Since I have two identical 250GB HDDs, a mobo (Asus P5N-E 650i-SLI) that supports RAID, and a new copy of windows 7 x64, I thought it would be a logical time to experiment with RAID 0. But I don't have a clue as to where to start. Do I just enable RAID in BIOS and fresh install Win 7 from DVD... or is it more complicated than that? I hope someone here can enlighten this old guy.

If more info is needed for an answer, I will gladly provide it. I just didn't want to get too long-winded to start with...

More about : set raid

March 16, 2010 3:18:39 PM

I've never installed raid 0, but I've read about it in youtube and other forums because I was contemplating to do it. In the end I decided not to because I only bought one hardrive.

You have to setup raid 0 in bios before installing the Windows OS because all data in harddrive after "Raid 0 setup" will be erased.

You must press the "Del" button or whatever buttons your screen asks you to press while your computer (not windows, but your computer) is starting.

My motherboard's manual told me the detailed steps to do raid 0 but each setup is different according to motherboard.

I would "start" by typing "Raid 0 setup/confige" or "how to raid 0" in youtube.com It should give you an excellent idea about raid0 setup. I would recommend you do this before you even start reading your manual. Some videos there are really nice.

Note: I just bought my computer and I'm a nub. So also take second opinion please.

hope this works for you though. GL.
March 16, 2010 4:15:37 PM

I would "start" by typing "Raid 0 setup/confige" or "how to raid 0" in youtube.com


Hi aymanzone Iam sorry but youtube isn't search engine i can understand www.google.com
Related resources
March 16, 2010 4:21:20 PM

youtube.com yield video results. They were very helpful for me.
a b Ĉ ASUS
a b $ Windows 7
a c 324 V Motherboard
March 16, 2010 4:30:52 PM

aymanzone said:
I've never installed raid 0, but I've read about it in youtube and other forums because I was contemplating to do it.
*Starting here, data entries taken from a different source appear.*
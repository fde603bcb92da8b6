//! List-entry view of a workout.

use core::fmt;

use wm_core::WorkoutId;
use wm_model::{Workout, WorkoutKind};

#[derive(Debug, Clone, PartialEq)]
pub struct SummaryRow {
    pub icon: &'static str,
    pub value: String,
    pub unit: &'static str,
}

/// Everything a list entry shows for one workout.
#[derive(Debug, Clone, PartialEq)]
pub struct WorkoutSummary {
    pub id: WorkoutId,
    pub kind: WorkoutKind,
    pub title: String,
    pub rows: Vec<SummaryRow>,
}

fn row(icon: &'static str, value: String, unit: &'static str) -> SummaryRow {
    SummaryRow { icon, value, unit }
}

fn one_decimal(v: Option<f64>) -> String {
    v.map(|v| format!("{v:.1}")).unwrap_or_else(|| "-".to_string())
}

fn plain(v: Option<f64>) -> String {
    v.map(|v| v.to_string()).unwrap_or_else(|| "-".to_string())
}

impl From<&Workout> for WorkoutSummary {
    fn from(w: &Workout) -> Self {
        let kind_icon = match w.kind() {
            WorkoutKind::Running => "🏃‍♂️",
            WorkoutKind::Cycling => "🚴‍♀️",
        };
        let mut rows = vec![
            row(kind_icon, w.distance_km().to_string(), "km"),
            row("⏱", w.duration_min().to_string(), "min"),
        ];
        match w.kind() {
            WorkoutKind::Running => {
                rows.push(row("⚡️", one_decimal(w.pace_min_per_km()), "min/km"));
                rows.push(row("🦶🏼", plain(w.cadence_spm()), "spm"));
            }
            WorkoutKind::Cycling => {
                rows.push(row("⚡️", one_decimal(w.speed_km_per_h()), "km/h"));
                rows.push(row("⛰", plain(w.elevation_gain_m()), "m"));
            }
        }
        Self {
            id: w.id().clone(),
            kind: w.kind(),
            title: w.description().to_string(),
            rows,
        }
    }
}

impl fmt::Display for WorkoutSummary {
    fn fmt(&self, f: &mut fmt::Formatter<'_>) -> fmt::Result {
        write!(f, "{} [{}]", self.title, self.id)?;
        for r in &self.rows {
            write!(f, "\n  {} {} {}", r.icon, r.value, r.unit)?;
        }
        Ok(())
    }
}

#[cfg(test)]
mod tests {
    use super::*;
    use wm_core::LatLng;

    #[test]
    fn running_rows() {
        let w = Workout::running(LatLng::new(0.0, 0.0).unwrap(), 5.0, 23.0, 178.0).unwrap();
        let s = WorkoutSummary::from(&w);
        let values: Vec<_> = s.rows.iter().map(|r| (r.value.as_str(), r.unit)).collect();
        assert_eq!(
            values,
            vec![("5", "km"), ("23", "min"), ("4.6", "min/km"), ("178", "spm")]
        );
        assert_eq!(s.kind, WorkoutKind::Running);
    }

    #[test]
    fn cycling_rows_and_display() {
        let w = Workout::cycling(LatLng::new(0.0, 0.0).unwrap(), 27.5, 0.0, 523.0).unwrap();
        let s = WorkoutSummary::from(&w);
        assert_eq!(s.rows[2].value, "-");
        assert_eq!(s.rows[2].unit, "km/h");
        assert_eq!(s.rows[3].value, "523");

        let text = s.to_string();
        assert!(text.starts_with("Cycling on "));
        assert!(text.contains("27.5 km"));
    }
}
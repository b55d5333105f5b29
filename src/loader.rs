/***************************************************************************************************
 * Copyright (c) 2021, 2022 Qualcomm Innovation Center, Inc. All rights reserved.
 *
 * Permission is hereby granted, free of charge, to any person obtaining a copy of this software
 * and associated documentation files (the “Software”), to deal in the Software without
 * restriction, including without limitation the rights to use, copy, modify, merge, publish,
 * distribute, sublicense, and/or sell copies of the Software, and to permit persons to whom the
 * Software is furnished to do so, subject to the following conditions:
 *
 * The above copyright notice and this permission notice (including the next
 * paragraph) shall be included in all copies or substantial portions of the
 * Software.
 *
 * THE SOFTWARE IS PROVIDED “AS IS”, WITHOUT WARRANTY OF ANY KIND, EXPRESS OR IMPLIED, INCLUDING
 * BUT NOT LIMITED TO THE WARRANTIES OF MERCHANTABILITY, FITNESS FOR A PARTICULAR PURPOSE AND
 * NONINFRINGEMENT. IN NO EVENT SHALL THE AUTHORS OR COPYRIGHT HOLDERS BE LIABLE FOR ANY CLAIM,
 * DAMAGES OR OTHER LIABILITY, WHETHER IN AN ACTION OF CONTRACT, TORT OR OTHERWISE, ARISING FROM,
 * OUT OF OR IN CONNECTION WITH THE SOFTWARE OR THE USE OR OTHER DEALINGS IN THE SOFTWARE.
 **************************************************************************************************/
/***************************************************************************************************
 * libcbor_rs byte loaders
 *
 * Pure, unchecked, fixed-width big-endian reads from a byte slice at a given offset. Callers
 * (the streaming decoder in `crate::decode`) are responsible for bounds-checking before calling
 * any of these; that is what keeps the `NeedMoreData` bookkeeping in one place.
 **************************************************************************************************/
#[cfg(feature = "trace")]
use func_trace::trace;

#[cfg(feature = "trace")]
func_trace::init_depth_var!();

/// Read a big-endian `u8` at `buf[offset]`. Caller must ensure `offset < buf.len()`.
#[inline]
#[cfg_attr(feature = "trace", trace)]
pub fn load_u8(buf: &[u8], offset: usize) -> u8 {
    buf[offset]
}

/// Read a big-endian `u16` at `buf[offset..offset+2]`. Caller must ensure the range is in bounds.
#[inline]
#[cfg_attr(feature = "trace", trace)]
pub fn load_u16(buf: &[u8], offset: usize) -> u16 {
    u16::from_be_bytes([buf[offset], buf[offset + 1]])
}

/// Read a big-endian `u32` at `buf[offset..offset+4]`. Caller must ensure the range is in bounds.
#[inline]
#[cfg_attr(feature = "trace", trace)]
pub fn load_u32(buf: &[u8], offset: usize) -> u32 {
    u32::from_be_bytes([
        buf[offset],
        buf[offset + 1],
        buf[offset + 2],
        buf[offset + 3],
    ])
}

/// Read a big-endian `u64` at `buf[offset..offset+8]`. Caller must ensure the range is in bounds.
#[inline]
#[cfg_attr(feature = "trace", trace)]
pub fn load_u64(buf: &[u8], offset: usize) -> u64 {
    let mut bytes = [0u8; 8];
    bytes.copy_from_slice(&buf[offset..offset + 8]);
    u64::from_be_bytes(bytes)
}

/// Read an IEEE-754 binary64 (`f64`) at `buf[offset..offset+8]`.
#[cfg(feature = "float")]
#[inline]
#[cfg_attr(feature = "trace", trace)]
pub fn load_f64(buf: &[u8], offset: usize) -> f64 {
    f64::from_bits(load_u64(buf, offset))
}

/// Read an IEEE-754 binary32 (`f32`) at `buf[offset..offset+4]`.
#[cfg(feature = "float")]
#[inline]
#[cfg_attr(feature = "trace", trace)]
pub fn load_f32(buf: &[u8], offset: usize) -> f32 {
    f32::from_bits(load_u32(buf, offset))
}

/// Read an IEEE-754 binary16 (half precision) at `buf[offset..offset+2]` and expand it to binary32,
/// rebiasing the sign/exponent/mantissa and scaling subnormals, with infinities and NaNs preserved.
///
/// The expansion itself is delegated to `half::f16`, which implements exactly this rule set; we
/// only own the big-endian byte read.
#[cfg(feature = "float")]
#[inline]
#[cfg_attr(feature = "trace", trace)]
pub fn load_f16_as_f32(buf: &[u8], offset: usize) -> f32 {
    half::f16::from_be_bytes([buf[offset], buf[offset + 1]]).to_f32()
}

#[cfg(test)]
mod tests {
    use super::*;

    #[test]
    fn reads_big_endian() {
        assert_eq!(load_u8(&[0x42], 0), 0x42);
        assert_eq!(load_u16(&[0x01, 0x02], 0), 0x0102);
        assert_eq!(load_u32(&[0x00, 0x0f, 0x42, 0x40], 0), 1_000_000);
        assert_eq!(
            load_u64(&[0, 0, 0, 0, 0, 0, 0, 1], 0),
            1
        );
    }

    #[test]
    fn reads_at_offset() {
        let buf = [0xffu8, 0x00, 0x01];
        assert_eq!(load_u16(&buf, 1), 0x0001);
    }

    #[cfg(feature = "float")]
    #[test]
    fn expands_half_precision() {
        // 1.0 in binary16 is 0x3C00.
        assert_eq!(load_f16_as_f32(&[0x3C, 0x00], 0), 1.0f32);
        // Infinity round-trips.
        assert!(load_f16_as_f32(&[0x7C, 0x00], 0).is_infinite());
    }

    #[cfg(feature = "float")]
    #[test]
    fn reads_doubles_and_singles() {
        let bits = 1.5f64.to_bits().to_be_bytes();
        assert_eq!(load_f64(&bits, 0), 1.5f64);
        let bits = 1.5f32.to_bits().to_be_bytes();
        assert_eq!(load_f32(&bits, 0), 1.5f32);
    }
}
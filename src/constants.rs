/***************************************************************************************************
 * Copyright (c) 2021 Qualcomm Innovation Center, Inc. All rights reserved.
 *
 * Permission is hereby granted, free of charge, to any person obtaining a copy of this software
 * and associated documentation files (the “Software”), to deal in the Software without
 * restriction, including without limitation the rights to use, copy, modify, merge, publish,
 * distribute, sublicense, and/or sell copies of the Software, and to permit persons to whom the
 * Software is furnished to do so, subject to the following conditions:
 *
 * The above copyright notice and this permission notice (including the next
 * paragraph) shall be included in all copies or substantial portions of the
 * Software.
 *
 * THE SOFTWARE IS PROVIDED “AS IS”, WITHOUT WARRANTY OF ANY KIND, EXPRESS OR IMPLIED, INCLUDING
 * BUT NOT LIMITED TO THE WARRANTIES OF MERCHANTABILITY, FITNESS FOR A PARTICULAR PURPOSE AND
 * NONINFRINGEMENT. IN NO EVENT SHALL THE AUTHORS OR COPYRIGHT HOLDERS BE LIABLE FOR ANY CLAIM,
 * DAMAGES OR OTHER LIABILITY, WHETHER IN AN ACTION OF CONTRACT, TORT OR OTHERWISE, ARISING FROM,
 * OUT OF OR IN CONNECTION WITH THE SOFTWARE OR THE USE OR OTHER DEALINGS IN THE SOFTWARE.
 **************************************************************************************************/
/***************************************************************************************************
 * libcbor_rs CBOR constants
 *
 * Bit layout constants for the initial byte of a CBOR data item: the top three bits are the
 * major type (MT), the bottom five are the additional information (AI).
 **************************************************************************************************/

/// Additional-information bitmask (bottom 5 bits of the initial byte).
pub const AI_MASK: u8 = 0b000_11111;
/// Major-type shift: `byte >> MT_SHIFT` yields MT in 0..=7.
pub const MT_SHIFT: u8 = 5;

/// Major type 0: unsigned integer.
pub const MT_UINT: u8 = 0;
/// Major type 1: negative integer.
pub const MT_NINT: u8 = 1;
/// Major type 2: byte string.
pub const MT_BSTR: u8 = 2;
/// Major type 3: text string.
pub const MT_TSTR: u8 = 3;
/// Major type 4: array.
pub const MT_ARRAY: u8 = 4;
/// Major type 5: map.
pub const MT_MAP: u8 = 5;
/// Major type 6: tag.
pub const MT_TAG: u8 = 6;
/// Major type 7: floats and simple values.
pub const MT_FLOAT_SIMPLE: u8 = 7;

/// Largest AI value whose argument is simply the AI itself.
pub const AI_MAX_DIRECT: u8 = 23;
/// AI value indicating the argument follows as one big-endian byte.
pub const AI_ONE_BYTE: u8 = 24;
/// AI value indicating the argument follows as two big-endian bytes.
pub const AI_TWO_BYTES: u8 = 25;
/// AI value indicating the argument follows as four big-endian bytes.
pub const AI_FOUR_BYTES: u8 = 26;
/// AI value indicating the argument follows as eight big-endian bytes.
pub const AI_EIGHT_BYTES: u8 = 27;
/// Smallest reserved AI value (28, 29, 30 are all reserved).
pub const AI_RESERVED_LO: u8 = 28;
/// Largest reserved AI value.
pub const AI_RESERVED_HI: u8 = 30;
/// AI value marking an indefinite-length construct, or the "break" stop code under MT 7.
pub const AI_INDEFINITE: u8 = 31;

/// Major type 7, AI values below this are simple values encoded directly in the AI.
pub const SIMPLE_DIRECT_MAX: u8 = 19;
pub const SIMPLE_FALSE: u8 = 20;
pub const SIMPLE_TRUE: u8 = 21;
pub const SIMPLE_NULL: u8 = 22;
pub const SIMPLE_UNDEFINED: u8 = 23;
/// Major type 7, AI 24: simple value follows as one more byte, valid range 32..=255.
pub const SIMPLE_ONE_BYTE: u8 = 24;
pub const SIMPLE_ONE_BYTE_MIN: u8 = 32;
/// Major type 7, AI 25/26/27: half/single/double precision float follows.
pub const FLOAT_HALF: u8 = 25;
pub const FLOAT_SINGLE: u8 = 26;
pub const FLOAT_DOUBLE: u8 = 27;

/// Split an initial byte into (major type 0..=7, additional information 0..=31).
#[inline]
pub fn split_initial_byte(byte: u8) -> (u8, u8) {
    (byte >> MT_SHIFT, byte & AI_MASK)
}
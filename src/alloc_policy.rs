/***************************************************************************************************
 * Copyright (c) 2022 Qualcomm Innovation Center, Inc. All rights reserved.
 *
 * Permission is hereby granted, free of charge, to any person obtaining a copy of this software
 * and associated documentation files (the “Software”), to deal in the Software without
 * restriction, including without limitation the rights to use, copy, modify, merge, publish,
 * distribute, sublicense, and/or sell copies of the Software, and to permit persons to whom the
 * Software is furnished to do so, subject to the following conditions:
 *
 * The above copyright notice and this permission notice (including the next
 * paragraph) shall be included in all copies or substantial portions of the
 * Software.
 *
 * THE SOFTWARE IS PROVIDED “AS IS”, WITHOUT WARRANTY OF ANY KIND, EXPRESS OR IMPLIED, INCLUDING
 * BUT NOT LIMITED TO THE WARRANTIES OF MERCHANTABILITY, FITNESS FOR A PARTICULAR PURPOSE AND
 * NONINFRINGEMENT. IN NO EVENT SHALL THE AUTHORS OR COPYRIGHT HOLDERS BE LIABLE FOR ANY CLAIM,
 * DAMAGES OR OTHER LIABILITY, WHETHER IN AN ACTION OF CONTRACT, TORT OR OTHERWISE, ARISING FROM,
 * OUT OF OR IN CONNECTION WITH THE SOFTWARE OR THE USE OR OTHER DEALINGS IN THE SOFTWARE.
 **************************************************************************************************/
/***************************************************************************************************
 * libcbor_rs allocation policy
 *
 * Replaces the specification's process-wide installable `malloc`/`realloc`/`free` triple with a
 * per-builder policy object, per the design note that flags the global triple as unidiomatic for
 * Rust ("implementations may choose to make this a per-library-instance field instead, removing
 * the global footgun"). Every item allocation performed while building a tree consults a policy
 * value; the default never refuses, and a counting policy lets tests simulate the k-th allocation
 * failing to exercise the `MemError` contract.
 **************************************************************************************************/

/// Consulted once per item allocation. Returning `false` causes the caller to treat the
/// allocation as failed without constructing anything.
pub trait AllocPolicy {
    /// Returns `true` if the next allocation may proceed.
    fn try_alloc(&mut self) -> bool;
}

/// The default policy: every allocation succeeds.
#[derive(Debug, Default, Copy, Clone)]
pub struct UnboundedAllocator;

impl AllocPolicy for UnboundedAllocator {
    #[inline]
    fn try_alloc(&mut self) -> bool {
        true
    }
}

/// A counting policy used in tests to simulate an allocator that fails its k-th call.
///
/// `fail_at` is 1-based: `CountingAllocator::failing_at(3)` succeeds on the first two
/// allocations and refuses the third and every one after it.
#[derive(Debug, Copy, Clone)]
pub struct CountingAllocator {
    pub allocations: usize,
    pub fail_at: Option<usize>,
}

impl CountingAllocator {
    /// A policy that never refuses, but still counts allocations (useful for leak checks).
    pub fn new() -> Self {
        CountingAllocator {
            allocations: 0,
            fail_at: None,
        }
    }

    /// A policy that refuses its `k`-th allocation onward.
    pub fn failing_at(k: usize) -> Self {
        CountingAllocator {
            allocations: 0,
            fail_at: Some(k),
        }
    }
}

impl Default for CountingAllocator {
    fn default() -> Self {
        Self::new()
    }
}

impl AllocPolicy for CountingAllocator {
    fn try_alloc(&mut self) -> bool {
        self.allocations += 1;
        match self.fail_at {
            Some(k) if self.allocations >= k => false,
            _ => true,
        }
    }
}

#[cfg(test)]
mod tests {
    use super::*;

    #[test]
    fn unbounded_never_refuses() {
        let mut a = UnboundedAllocator;
        for _ in 0..100 {
            assert!(a.try_alloc());
        }
    }

    #[test]
    fn counting_refuses_from_k_onward() {
        let mut a = CountingAllocator::failing_at(3);
        assert!(a.try_alloc()); // 1
        assert!(a.try_alloc()); // 2
        assert!(!a.try_alloc()); // 3 - refused
        assert!(!a.try_alloc()); // 4 - still refused
    }
}
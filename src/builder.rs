/***************************************************************************************************
 * Copyright (c) 2022-2023 Qualcomm Innovation Center, Inc. All rights reserved.
 *
 * Permission is hereby granted, free of charge, to any person obtaining a copy of this software
 * and associated documentation files (the “Software”), to deal in the Software without
 * restriction, including without limitation the rights to use, copy, modify, merge, publish,
 * distribute, sublicense, and/or sell copies of the Software, and to permit persons to whom the
 * Software is furnished to do so, subject to the following conditions:
 *
 * The above copyright notice and this permission notice (including the next
 * paragraph) shall be included in all copies or substantial portions of the
 * Software.
 *
 * THE SOFTWARE IS PROVIDED “AS IS”, WITHOUT WARRANTY OF ANY KIND, EXPRESS OR IMPLIED, INCLUDING
 * BUT NOT LIMITED TO THE WARRANTIES OF MERCHANTABILITY, FITNESS FOR A PARTICULAR PURPOSE AND
 * NONINFRINGEMENT. IN NO EVENT SHALL THE AUTHORS OR COPYRIGHT HOLDERS BE LIABLE FOR ANY CLAIM,
 * DAMAGES OR OTHER LIABILITY, WHETHER IN AN ACTION OF CONTRACT, TORT OR OTHERWISE, ARISING FROM,
 * OUT OF OR IN CONNECTION WITH THE SOFTWARE OR THE USE OR OTHER DEALINGS IN THE SOFTWARE.
 **************************************************************************************************/
/***************************************************************************************************
 * libcbor_rs tree builder
 *
 * A `Callbacks` implementation that consumes the streaming decoder's events and assembles a
 * complete item tree via a pushdown stack of pending containers. Each event either starts the
 * root, appends to the top frame, or (once an append completes that frame) cascades the
 * just-completed item into the new top, possibly completing that one too.
 **************************************************************************************************/
use alloc::vec::Vec;

use crate::alloc_policy::AllocPolicy;
use crate::decode::{Callbacks, Event, Width};
use crate::item::{self, IntWidth, ItemRef, SimpleKind};

#[cfg(feature = "trace")]
use func_trace::trace;

#[cfg(feature = "trace")]
func_trace::init_depth_var!();

fn int_width(w: Width) -> IntWidth {
    match w {
        Width::W8 => IntWidth::W8,
        Width::W16 => IntWidth::W16,
        Width::W32 => IntWidth::W32,
        Width::W64 => IntWidth::W64,
    }
}

/// Which half of a map pair an indefinite or in-progress map is waiting for next.
#[derive(Copy, Clone, Debug, PartialEq, Eq)]
enum PairSlot {
    Key,
    Value,
}

/// A pending container frame on the builder's pushdown stack.
enum Frame {
    DefiniteArray { item: ItemRef, remaining: usize },
    IndefiniteArray { item: ItemRef },
    DefiniteMap { item: ItemRef, remaining_pairs: usize, slot: PairSlot, pending_key: Option<ItemRef> },
    IndefiniteMap { item: ItemRef, slot: PairSlot, pending_key: Option<ItemRef> },
    Tag { item: ItemRef },
    IndefiniteByteString { item: ItemRef },
    IndefiniteTextString { item: ItemRef },
}

/// Consumes streaming decoder events and assembles a complete item tree. Carries the sticky
/// `allocation_failed`/`syntax_error` flags the load driver checks after every decode step.
pub struct TreeBuilder<'p> {
    stack: Vec<Frame>,
    root: Option<ItemRef>,
    pub allocation_failed: bool,
    pub syntax_error: bool,
    policy: &'p mut dyn AllocPolicy,
}
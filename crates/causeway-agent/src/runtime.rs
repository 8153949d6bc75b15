//! Agent runtime orchestration.

use crate::config::AgentConfig;
use anyhow::{Context, Result};
use causeway_adapter_gcloud::{PubsubClient, PubsubConfig};
use causeway_adapter_redis::RedisBus;
use causeway_core::RelayEngine;
use std::sync::Arc;
use tokio_util::sync::CancellationToken;

/// The main agent runtime.
pub struct Agent {
    config: AgentConfig,
}

impl Agent {
    /// Create a new agent.
    #[must_use]
    pub fn new(config: AgentConfig) -> Self {
        Self { config }
    }

    /// Connect both buses and run the relay until a shutdown signal
    /// arrives or a fatal error stops it.
    ///
    /// # Errors
    ///
    /// Returns error if a bus cannot be reached, provisioning fails, or
    /// the relay exits on a fatal error.
    pub async fn run(self) -> Result<()> {
        tracing::info!("Starting agent runtime");

        let local = RedisBus::connect(&self.config.local_bus_uri)
            .await
            .context("Failed to connect to the local bus")?;
        tracing::info!(uri = %self.config.local_bus_uri, "Connected to local bus");

        let bearer_token = self.config.bearer_token()?;
        let cloud = PubsubClient::new(PubsubConfig {
            project_id: self.config.cloud.project_id.clone(),
            endpoint: self.config.cloud.endpoint.clone(),
            bearer_token,
            ..Default::default()
        })
        .context("Failed to create Pub/Sub client")?;

        let engine = RelayEngine::new(
            Arc::new(local),
            Arc::new(cloud),
            self.config.topics.clone(),
            self.config.ack_deadline(),
        );

        let shutdown = CancellationToken::new();
        let mut relay = tokio::spawn({
            let shutdown = shutdown.clone();
            async move { engine.run(shutdown).await }
        });

        tracing::info!("Agent running, press Ctrl+C to stop");

        tokio::select! {
            result = &mut relay => {
                result.context("Relay task panicked")??;
            }
            _ = tokio::signal::ctrl_c() => {
                tracing::info!("Shutdown signal received");
                shutdown.cancel();
                relay.await.context("Relay task panicked")??;
            }
        }

        tracing::info!("Agent stopped");
        Ok(())
    }
}
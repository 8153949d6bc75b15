//! Provenance envelope wrapped around every relayed payload.
//!
//! The wire form is a two-field JSON object and is a compatibility surface:
//! both buses carry it, and any peer implementation must produce the exact
//! same bytes for the same payload.
//!
//! ```json
//! {"data": "aGVsbG8=", "__from__": "local"}
//! ```
//!
//! `data` holds the payload in standard (padded) base64; `__from__` names
//! the bus the payload entered the system from. A byte string that does not
//! parse to this shape is *untagged*: its origin is unknown, and the pumps
//! treat it as a plain payload published by an envelope-unaware client.

use serde::{Deserialize, Serialize};

/// The bus a message entered the system from.
#[derive(Debug, Clone, Copy, PartialEq, Eq, Serialize, Deserialize)]
#[serde(rename_all = "lowercase")]
pub enum Origin {
    /// First published on the local bus.
    Local,
    /// First published on the cloud bus.
    Cloud,
}

/// A relayed payload tagged with its origin.
#[derive(Debug, Clone, PartialEq, Eq, Serialize, Deserialize)]
pub struct Envelope {
    /// The original message bytes, exactly as first published.
    #[serde(rename = "data", with = "base64_bytes")]
    pub payload: Vec<u8>,
    /// The bus the payload entered the system from.
    #[serde(rename = "__from__")]
    pub origin: Origin,
}

impl Envelope {
    /// Wrap a payload entering from `origin`'s bus.
    #[must_use]
    pub fn new(payload: Vec<u8>, origin: Origin) -> Self {
        Self { payload, origin }
    }

    /// Wrap a payload that entered from the local bus.
    #[must_use]
    pub fn from_local(payload: Vec<u8>) -> Self {
        Self::new(payload, Origin::Local)
    }

    /// Wrap a payload that entered from the cloud bus.
    #[must_use]
    pub fn from_cloud(payload: Vec<u8>) -> Self {
        Self::new(payload, Origin::Cloud)
    }

    /// Serialize to the wire form.
    ///
    /// # Errors
    ///
    /// Returns error if serialization fails.
    pub fn to_bytes(&self) -> Result<Vec<u8>, EnvelopeError> {
        serde_json::to_vec(self).map_err(|e| EnvelopeError::Serialize(e.to_string()))
    }

    /// Deserialize from the wire form.
    ///
    /// # Errors
    ///
    /// Returns error if `bytes` is not a well-formed envelope.
    pub fn from_bytes(bytes: &[u8]) -> Result<Self, EnvelopeError> {
        serde_json::from_slice(bytes).map_err(|e| EnvelopeError::Deserialize(e.to_string()))
    }

    /// Probe the origin tag of a raw byte string.
    ///
    /// Returns `None` for anything that is not a well-formed envelope,
    /// including an unknown `__from__` value. Unwrapped publishers are
    /// normal on the local bus, so this never errors; it only declines to
    /// answer.
    #[must_use]
    pub fn origin_of(bytes: &[u8]) -> Option<Origin> {
        Self::from_bytes(bytes).ok().map(|e| e.origin)
    }
}

mod base64_bytes {
    use base64::engine::general_purpose::STANDARD;
    use base64::Engine;
    use serde::{Deserialize, Deserializer, Serializer};

    pub fn serialize<S: Serializer>(bytes: &[u8], serializer: S) -> Result<S::Ok, S::Error> {
        serializer.serialize_str(&STANDARD.encode(bytes))
    }

    pub fn deserialize<'de, D: Deserializer<'de>>(deserializer: D) -> Result<Vec<u8>, D::Error> {
        let encoded = String::deserialize(deserializer)?;
        STANDARD
            .decode(encoded.as_bytes())
            .map_err(serde::de::Error::custom)
    }
}

/// Errors for envelope serialization/deserialization.
#[derive(Debug, Clone, thiserror::Error)]
pub enum EnvelopeError {
    /// Serialization failed
    #[error("envelope encode failed: {0}")]
    Serialize(String),
    /// Deserialization failed
    #[error("envelope decode failed: {0}")]
    Deserialize(String),
}
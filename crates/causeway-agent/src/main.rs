//! # Causeway Agent
//!
//! Bidirectional relay between a colocated Redis bus and Google Cloud
//! Pub/Sub.
//!
//! ## Architecture
//!
//! The agent runs one relay engine with two kinds of pump:
//! 1. **Local → cloud**: a single task drains the local subscription and
//!    publishes to the provisioned cloud topics
//! 2. **Cloud → local**: one task per subscription pulls, republishes
//!    locally, then acknowledges
//!
//! Every relayed payload is wrapped with the origin of the bus it came
//! from, and each pump drops payloads already tagged with its own origin,
//! so a message crosses the bridge at most once.

use anyhow::Result;
use std::path::PathBuf;
use tracing_subscriber::EnvFilter;

mod config;
mod runtime;

pub use config::AgentConfig;
pub use runtime::Agent;

#[tokio::main]
async fn main() -> Result<()> {
    // Initialize logging
    tracing_subscriber::fmt()
        .with_env_filter(
            EnvFilter::try_from_default_env().unwrap_or_else(|_| EnvFilter::new("info")),
        )
        .init();

    tracing::info!(version = env!("CARGO_PKG_VERSION"), "Starting Causeway");

    // Load configuration
    let config_path = std::env::var("CAUSEWAY_CONFIG").ok().map(PathBuf::from);
    let config = AgentConfig::load(config_path.as_deref())?;

    tracing::info!(
        local_bus = %config.local_bus_uri,
        project = %config.cloud.project_id,
        topics = config.topics.len(),
        "Configuration loaded"
    );

    Agent::new(config).run().await
}
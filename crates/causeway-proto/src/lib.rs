//! # Causeway Protocol
//!
//! Wire contract shared by both sides of the relay.
//!
//! ## Envelope
//!
//! Every relayed payload travels inside a JSON envelope that records which
//! bus it entered the system from (`"local"` or `"cloud"`). The relay pumps
//! read the tag to drop messages that would otherwise echo back to the bus
//! they came from.
//!
//! ## Topic ids
//!
//! Local topic names are free-form and routinely contain `/`; cloud
//! resource ids are not allowed to. [`topics`] maps names to
//! percent-encoded wire ids and back, losslessly.

#![warn(missing_docs)]
#![warn(clippy::all)]

pub mod envelope;
pub mod topics;

pub use envelope::{Envelope, EnvelopeError, Origin};
pub use topics::{decode_topic_id, encode_topic_id, TopicIdError};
In the end I decided not to because I only bought one hardrive.

You have to setup raid 0 in bios before installing the Windows OS because all data in harddrive after "Raid 0 setup" will be erased.

You must press the "Del" button or whatever buttons your screen asks you to press while your computer (not windows, but your computer) is starting.

My motherboard's manual told me the detailed steps to do raid 0 but each setup is different according to motherboard.

I would "start" by typing "Raid 0 setup/confige" or "how to raid 0" in youtube.com It should give you an excellent idea about raid0 setup. I would recommend you do this before you even start reading your manual. Some videos there are really nice.

Note: I just bought my computer and I'm a nub. So also take second opinion please.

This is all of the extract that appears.